## Exercise requirements
Would you write out all of the entries below, exactly as they stand?

====

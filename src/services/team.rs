use std::collections::HashSet;

use sea_orm::{ConnectionTrait, DatabaseConnection, TransactionTrait};
use uuid::Uuid;

use crate::error::{AppError, AppResult};
use crate::models::{CreateTeam, PokedexEntry, Team, TeamWithMembers, UpdateTeam};
use crate::repositories::{PokedexRepository, Repository, TeamRepository};
use crate::services::export;

pub const MAX_TEAM_SIZE: usize = 6;

/// Team composition over a trainer's own Pokédex entries
pub struct TeamService;

impl TeamService {
    pub async fn create(
        db: &DatabaseConnection,
        trainer_id: Uuid,
        input: &CreateTeam,
    ) -> AppResult<TeamWithMembers> {
        let txn = db.begin().await?;

        let entries = Self::resolve_members(&txn, trainer_id, &input.pokemon_ids).await?;
        let team =
            TeamRepository::create(&txn, trainer_id, &input.name, input.description.as_deref())
                .await?;
        TeamRepository::insert_members(&txn, team.id, &entries).await?;
        let members = TeamRepository::members(&txn, team.id).await?;

        txn.commit().await?;

        tracing::info!(team_id = %team.id, members = members.len(), "Team created");
        Ok(TeamWithMembers { team, members })
    }

    /// The trainer's teams, oldest first
    pub async fn list(db: &DatabaseConnection, trainer_id: Uuid) -> AppResult<Vec<TeamWithMembers>> {
        let teams = TeamRepository::list_by_trainer(db, trainer_id).await?;

        let mut expanded = Vec::with_capacity(teams.len());
        for team in teams {
            let members = TeamRepository::members(db, team.id).await?;
            expanded.push(TeamWithMembers { team, members });
        }

        Ok(expanded)
    }

    pub async fn get(
        db: &DatabaseConnection,
        trainer_id: Uuid,
        team_id: Uuid,
    ) -> AppResult<TeamWithMembers> {
        let team = Self::owned_team(db, trainer_id, team_id).await?;
        let members = TeamRepository::members(db, team.id).await?;

        Ok(TeamWithMembers { team, members })
    }

    /// Update details and, when given, replace the whole member list
    pub async fn update(
        db: &DatabaseConnection,
        trainer_id: Uuid,
        team_id: Uuid,
        input: &UpdateTeam,
    ) -> AppResult<TeamWithMembers> {
        let txn = db.begin().await?;

        Self::owned_team(&txn, trainer_id, team_id).await?;

        if let Some(pokemon_ids) = &input.pokemon_ids {
            let entries = Self::resolve_members(&txn, trainer_id, pokemon_ids).await?;
            TeamRepository::delete_members(&txn, team_id).await?;
            TeamRepository::insert_members(&txn, team_id, &entries).await?;
        }

        let team = TeamRepository::update_details(&txn, team_id, input).await?;
        let members = TeamRepository::members(&txn, team_id).await?;

        txn.commit().await?;

        Ok(TeamWithMembers { team, members })
    }

    pub async fn delete(db: &DatabaseConnection, trainer_id: Uuid, team_id: Uuid) -> AppResult<()> {
        let txn = db.begin().await?;

        Self::owned_team(&txn, trainer_id, team_id).await?;
        TeamRepository::delete_members(&txn, team_id).await?;
        TeamRepository::delete(&txn, team_id).await?;

        txn.commit().await?;

        tracing::info!(team_id = %team_id, "Team deleted");
        Ok(())
    }

    /// Render the team as a PDF sheet
    pub async fn export(
        db: &DatabaseConnection,
        trainer_id: Uuid,
        team_id: Uuid,
    ) -> AppResult<(Team, Vec<u8>)> {
        let expanded = Self::get(db, trainer_id, team_id).await?;
        let pdf = export::team_pdf(&expanded)?;

        Ok((expanded.team, pdf))
    }

    async fn owned_team<C: ConnectionTrait>(
        db: &C,
        trainer_id: Uuid,
        team_id: Uuid,
    ) -> AppResult<Team> {
        let team = TeamRepository::find_by_id(db, team_id).await?;

        if team.trainer_id != trainer_id {
            return Err(AppError::Forbidden(
                "Not allowed to access this team".to_string(),
            ));
        }

        Ok(team)
    }

    /// Validate a member list and map each id to the trainer's entry, in order
    async fn resolve_members<C: ConnectionTrait>(
        db: &C,
        trainer_id: Uuid,
        pokemon_ids: &[i32],
    ) -> AppResult<Vec<PokedexEntry>> {
        validate_member_ids(pokemon_ids)?;

        let mut entries = Vec::with_capacity(pokemon_ids.len());
        for &pokemon_id in pokemon_ids {
            let entry = PokedexRepository::find_by_owner_and_pokemon(db, trainer_id, pokemon_id)
                .await?
                .ok_or(AppError::NotInCollection(pokemon_id))?;
            entries.push(entry);
        }

        Ok(entries)
    }
}

/// Size and uniqueness rules for a team's member list
pub fn validate_member_ids(pokemon_ids: &[i32]) -> AppResult<()> {
    if pokemon_ids.is_empty() {
        return Err(AppError::InvalidSize(
            "Team must have at least 1 Pokémon".to_string(),
        ));
    }
    if pokemon_ids.len() > MAX_TEAM_SIZE {
        return Err(AppError::InvalidSize(format!(
            "Team cannot have more than {} Pokémon",
            MAX_TEAM_SIZE
        )));
    }

    let mut seen = HashSet::new();
    if let Some(duplicate) = pokemon_ids.iter().find(|id| !seen.insert(**id)) {
        return Err(AppError::DuplicateMember(format!(
            "Pokemon with id {} is duplicated in the team",
            duplicate
        )));
    }

    Ok(())
}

====

## Task result
filename src/services/team.rs
use std::collections::HashSet;

use sea_orm::{ConnectionTrait, DatabaseConnection, TransactionTrait};
use uuid::Uuid;

use crate::error::{AppError, AppResult};
use crate::models::{CreateTeam, PokedexEntry, Team, TeamWithMembers, UpdateTeam};
use crate::repositories::{PokedexRepository, Repository, TeamRepository};
use crate::services::export;

pub const MAX_TEAM_SIZE: usize = 6;

/// Team composition over a trainer's own Pokédex entries
pub struct TeamService;

impl TeamService {
    pub async fn create(
        db: &DatabaseConnection,
        trainer_id: Uuid,
        input: &CreateTeam,
    ) -> AppResult<TeamWithMembers> {
        let txn = db.begin().await?;

        let entries = Self::resolve_members(&txn, trainer_id, &input.pokemon_ids).await?;
        let team =
            TeamRepository::create(&txn, trainer_id, &input.name, input.description.as_deref())
                .await?;
        TeamRepository::insert_members(&txn, team.id, &entries).await?;
        let members = TeamRepository::members(&txn, team.id).await?;

        txn.commit().await?;

        tracing::info!(team_id = %team.id, members = members.len(), "Team created");
        Ok(TeamWithMembers { team, members })
    }

    /// The trainer's teams, oldest first
    pub async fn list(db: &DatabaseConnection, trainer_id: Uuid) -> AppResult<Vec<TeamWithMembers>> {
        let teams = TeamRepository::list_by_trainer(db, trainer_id).await?;

        let mut expanded = Vec::with_capacity(teams.len());
        for team in teams {
            let members = TeamRepository::members(db, team.id).await?;
            expanded.push(TeamWithMembers { team, members });
        }

        Ok(expanded)
    }

    pub async fn get(
        db: &DatabaseConnection,
        trainer_id: Uuid,
        team_id: Uuid,
    ) -> AppResult<TeamWithMembers> {
        let team = Self::owned_team(db, trainer_id, team_id).await?;
        let members = TeamRepository::members(db, team.id).await?;

        Ok(TeamWithMembers { team, members })
    }

    /// Update details and, when given, replace the whole member list
    pub async fn update(
        db: &DatabaseConnection,
        trainer_id: Uuid,
        team_id: Uuid,
        input: &UpdateTeam,
    ) -> AppResult<TeamWithMembers> {
        let txn = db.begin().await?;

        Self::owned_team(&txn, trainer_id, team_id).await?;

        if let Some(pokemon_ids) = &input.pokemon_ids {
            let entries = Self::resolve_members(&txn, trainer_id, pokemon_ids).await?;
            TeamRepository::delete_members(&txn, team_id).await?;
            TeamRepository::insert_members(&txn, team_id, &entries).await?;
        }

        let team = TeamRepository::update_details(&txn, team_id, input).await?;
        let members = TeamRepository::members(&txn, team_id).await?;

        txn.commit().await?;

        Ok(TeamWithMembers { team, members })
    }

    pub async fn delete(db: &DatabaseConnection, trainer_id: Uuid, team_id: Uuid) -> AppResult<()> {
        let txn = db.begin().await?;

        Self::owned_team(&txn, trainer_id, team_id).await?;
        TeamRepository::delete_members(&txn, team_id).await?;
        TeamRepository::delete(&txn, team_id).await?;

        txn.commit().await?;

        tracing::info!(team_id = %team_id, "Team deleted");
        Ok(())
    }

    /// Render the team as a PDF sheet
    pub async fn export(
        db: &DatabaseConnection,
        trainer_id: Uuid,
        team_id: Uuid,
    ) -> AppResult<(Team, Vec<u8>)> {
        let expanded = Self::get(db, trainer_id, team_id).await?;
        let pdf = export::team_pdf(&expanded)?;

        Ok((expanded.team, pdf))
    }

    async fn owned_team<C: ConnectionTrait>(
        db: &C,
        trainer_id: Uuid,
        team_id: Uuid,
    ) -> AppResult<Team> {
        let team = TeamRepository::find_by_id(db, team_id).await?;

        if team.trainer_id != trainer_id {
            return Err(AppError::Forbidden(
                "Not allowed to access this team".to_string(),
            ));
        }

        Ok(team)
    }

    /// Validate a member list and map each id to the trainer's entry, in order
    async fn resolve_members<C: ConnectionTrait>(
        db: &C,
        trainer_id: Uuid,
        pokemon_ids: &[i32],
    ) -> AppResult<Vec<PokedexEntry>> {
        validate_member_ids(pokemon_ids)?;

        let mut entries = Vec::with_capacity(pokemon_ids.len());
        for &pokemon_id in pokemon_ids {
            let entry = PokedexRepository::find_by_owner_and_pokemon(db, trainer_id, pokemon_id)
                .await?
                .ok_or(AppError::NotInCollection(pokemon_id))?;
            entries.push(entry);
        }

        Ok(entries)
    }
}

/// Size and uniqueness rules for a team's member list
pub fn validate_member_ids(pokemon_ids: &[i32]) -> AppResult<()> {
    if pokemon_ids.is_empty() {
        return Err(AppError::InvalidSize(
            "Team must have at least 1 Pokémon".to_string(),
        ));
    }
    if pokemon_ids.len() > MAX_TEAM_SIZE {
        return Err(AppError::InvalidSize(format!(
            "Team cannot have more than {} Pokémon",
            MAX_TEAM_SIZE
        )));
    }

    let mut seen = HashSet::new();
    if let Some(duplicate) = pokemon_ids.iter().find(|id| !seen.insert(**id)) {
        return Err(AppError::DuplicateMember(format!(
            "Pokemon with id {} is duplicated in the team",
            duplicate
        )));
    }

    Ok(())
}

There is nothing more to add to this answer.